What Dijkstra had in mind was probably simple, syntactically constrained forms of loops, like for-loops where the loop variable is read-only in the loop body. They are simpler than general recursion, sure. But there are corresponding simpler forms of recursion, e.g. primitive recursion or tail recursion that are much simpler than general recursion.


> Loops and recursion can be translated into each other...

True.

> ... hence are of equal complexity in terms of reasoning.

False. That's like saying that Stokes' Theorem says that the integral of a differential form over the boundary of a manifold is equal to the integral of it's derivative over the whole manifold, and therefore the two integrals are equally easy to do. In fact, the two integrals are often not equally easy to do, which is the primary practical reason that we care about Stokes' Theorem - it gives us a way to convert hard integrals into easier ones.

You cannot use formal equivalence to prove practical ease of doing the problem.

But the situation isn't even that simple. A blanket statement that "loops are much easier to analyze and reason about" is also false. It depends on the situation, and often on who's doing the reasoning. Different people think in different ways.


> You cannot use formal equivalence to prove practical ease of doing the problem.

Agree completely, but want to bring it back to another computing topic: Technically, anything that can be computed with one Turing-complete language can be computed with another. And every language clearly is not equivalent in terms of ease of understanding and reasoning about as every other language.

Trivially, compare computations in brainfuck to computations in C. Compare the recursive definition of tree traversal available in lisps to languages without recursion (some BASIC variants and others) where you have to jump through hoops and self-manage a stack.


    compare computations in brainfuck to computations in C. 
I'd suggest that this is an orthogonal issue. It's better to compare two otherwise identical languages, one where Turing-completeness is achieved by loops, another where the same is done by recursion. (Or a language that offers both). Then formal reasoning is of the same complexity.


    You cannot use formal equivalence to prove 
I'm afraid I have to disagree here. There is a mechanical translation from loops to recursion and back. Likewise, there is an associated mechanical translation from Hoare-triples and associated proofs for reasoning about loops to Hoare-triples and associated proofs for reasoning about recursion and back.

So in a hard way, the complexity of formal reasoning about the correctness of loops and recursion must be the same.


That doesn't mean that the reasoning in a human brain is equally difficult, or equally error-prone. If nothing else, doing the transformations (and back) adds to the cognitive burden.


That depends primarily on the programmer's experience, if you are used to loops but not recursion, then obviously the former is simpler than the latter, and vice versa. If you are equally familiar with both, they then thinking about it is equally difficult.

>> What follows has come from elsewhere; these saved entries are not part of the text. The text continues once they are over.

//! Physical file backend for memory-mapped I/O.
//!
//! [`Physical`] maps a module file read-only into the address space so that parsing works
//! directly on the mapped bytes without an intermediate copy.

use std::{fs, path::Path};

use memmap2::Mmap;

use super::{checked_slice, Backend};
use crate::Result;

/// A file backend that uses memory-mapped I/O
#[derive(Debug)]
pub struct Physical {
    /// Memory-mapped file data, `None` for empty files which cannot be mapped
    data: Option<Mmap>,
}

impl Physical {
    /// Create a new physical file backend by memory-mapping the specified file.
    ///
    /// # Errors
    /// Returns [`crate::Error::FileError`] if the file cannot be opened or mapped.
    pub fn new(path: impl AsRef<Path>) -> Result<Physical> {
        let file = fs::File::open(path)?;
        Self::from_std_file(file)
    }

    /// Creates a backend from an already opened file
    ///
    /// # Errors
    /// Returns [`crate::Error::FileError`] if the file cannot be mapped.
    #[allow(clippy::needless_pass_by_value)]
    pub fn from_std_file(file: fs::File) -> Result<Physical> {
        if file.metadata()?.len() == 0 {
            return Ok(Physical { data: None });
        }
        // The mapping is read-only and lives no longer than the backend.
        let mmap = unsafe { Mmap::map(&file) }?;
        Ok(Physical { data: Some(mmap) })
    }
}

impl Backend for Physical {
    fn data_slice(&self, offset: usize, len: usize) -> Result<&[u8]> {
        checked_slice(self.data(), offset, len)
    }

    fn data(&self) -> &[u8] {
        self.data.as_deref().unwrap_or_default()
    }

    fn len(&self) -> usize {
        self.data().len()
    }
}

#[cfg(test)]
mod tests {
    use std::io::Write;

    use super::*;

    #[test]
    fn test_physical_maps_content() -> Result<()> {
        let mut file = tempfile::NamedTempFile::new()?;
        file.write_all(b"{\"name\":\"Sample\"}")?;
        let physical = Physical::new(file.path())?;
        assert_eq!(physical.len(), 17);
        assert_eq!(physical.data_slice(2, 4)?, b"name");
        assert!(physical.data_slice(10, 100).is_err());
        assert!(physical.data_slice(usize::MAX, 2).is_err());
        Ok(())
    }

    #[test]
    fn test_physical_empty_file() -> Result<()> {
        let file = tempfile::NamedTempFile::new()?;
        let physical = Physical::new(file.path())?;
        assert!(physical.is_empty());
        assert_eq!(physical.data(), b"");
        Ok(())
    }

    #[test]
    fn test_physical_invalid_file_path() {
        let result = Physical::new("/nonexistent/path/to/module.json");
        assert!(matches!(result, Err(crate::Error::FileError(e)) if e.kind() == std::io::ErrorKind::NotFound));
    }
}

Yes, that is the point I tried to make. Use simple, constrained forms such as (C) "for(int i = 0; i < n; i++) { ... }" with n an int and no modification of i in the body, or (Python) "for e in l:" where l is a list that is not modified in the body. Then your code is very easy to analyze, not just in theory but also in practice for compilers, tools and people reading your code. Many language designers have realized this and provide special syntax for this very common case. I'm not aware of any language that has special syntax for primitive recursion, but it's an interesting idea.

My apologies for making an absolute statement with unclear terms, thus inviting uncharitable interpretations.


I agree, that simple loops that you describe are easier to analyse than full recursion.

But simple loops are not as expressive as full loops (where you can modify the loop variable). As a simple example, try to phrase the Euclid's algorithm for computing the GCD using "for(int i = 0; i < n; i++) { ... }" where "i" is not modified in the loop body.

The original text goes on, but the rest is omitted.